> [Given records]
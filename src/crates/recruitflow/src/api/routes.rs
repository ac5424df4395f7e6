//! API route definitions

use axum::{
    routing::{get, post},
    Router,
};

use crate::api::{error::ApiError, handlers, middleware::logging_layer};
use crate::service::RecruitmentService;

/// Shared application state
#[derive(Clone)]
pub struct AppState {
    pub service: RecruitmentService,
}

/// Build the complete API router
pub fn create_router(service: RecruitmentService) -> Router {
    let app_state = AppState { service };

    Router::new()
        .route("/health", get(handlers::health))
        .route("/api/v1/jobs", post(handlers::create_job))
        .route("/api/v1/jobs/:id", get(handlers::get_job))
        .route("/api/v1/jobs/:id/status", get(handlers::job_status))
        // Human decisions
        .route("/api/v1/jobs/:id/description/approve", post(handlers::approve_description))
        .route("/api/v1/jobs/:id/description/regenerate", post(handlers::regenerate_description))
        .route("/api/v1/jobs/:id/applicants", post(handlers::add_applicants))
        .route("/api/v1/jobs/:id/shortlist/approve", post(handlers::approve_shortlist))
        .route("/api/v1/jobs/:id/shortlist/reject", post(handlers::reject_shortlist))
        .route("/api/v1/jobs/:id/review", post(handlers::record_review))
        // Operator controls
        .route("/api/v1/jobs/:id/nudge", post(handlers::nudge_job))
        .route("/api/v1/jobs/:id/abandon", post(handlers::abandon_job))
        .route("/api/v1/jobs/:id/rerun", post(handlers::rerun_job))
        .route("/api/v1/jobs/:id/recover", post(handlers::recover_job))
        // Audit
        .route("/api/v1/jobs/:id/checkpoints", get(handlers::list_checkpoints))
        .route("/api/v1/jobs/:id/checkpoints/:sequence", get(handlers::get_checkpoint))
        .fallback(|| async { ApiError::NotFound("no such route".to_string()) })
        .layer(logging_layer())
        .with_state(app_state)
}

> [Problem details] Output each line of the entries exactly, so that nothing is lost.

> [Solution]
filename src/crates/recruitflow/src/api/routes.rs
repository ac5424df4395f7e6
//! API route definitions

use axum::{
    routing::{get, post},
    Router,
};

use crate::api::{error::ApiError, handlers, middleware::logging_layer};
use crate::service::RecruitmentService;

/// Shared application state
#[derive(Clone)]
pub struct AppState {
    pub service: RecruitmentService,
}

/// Build the complete API router
pub fn create_router(service: RecruitmentService) -> Router {
    let app_state = AppState { service };

    Router::new()
        .route("/health", get(handlers::health))
        .route("/api/v1/jobs", post(handlers::create_job))
        .route("/api/v1/jobs/:id", get(handlers::get_job))
        .route("/api/v1/jobs/:id/status", get(handlers::job_status))
        // Human decisions
        .route("/api/v1/jobs/:id/description/approve", post(handlers::approve_description))
        .route("/api/v1/jobs/:id/description/regenerate", post(handlers::regenerate_description))
        .route("/api/v1/jobs/:id/applicants", post(handlers::add_applicants))
        .route("/api/v1/jobs/:id/shortlist/approve", post(handlers::approve_shortlist))
        .route("/api/v1/jobs/:id/shortlist/reject", post(handlers::reject_shortlist))
        .route("/api/v1/jobs/:id/review", post(handlers::record_review))
        // Operator controls
        .route("/api/v1/jobs/:id/nudge", post(handlers::nudge_job))
        .route("/api/v1/jobs/:id/abandon", post(handlers::abandon_job))
        .route("/api/v1/jobs/:id/rerun", post(handlers::rerun_job))
        .route("/api/v1/jobs/:id/recover", post(handlers::recover_job))
        // Audit
        .route("/api/v1/jobs/:id/checkpoints", get(handlers::list_checkpoints))
        .route("/api/v1/jobs/:id/checkpoints/:sequence", get(handlers::get_checkpoint))
        .fallback(|| async { ApiError::NotFound("no such route".to_string()) })
        .layer(logging_layer())
        .with_state(app_state)
}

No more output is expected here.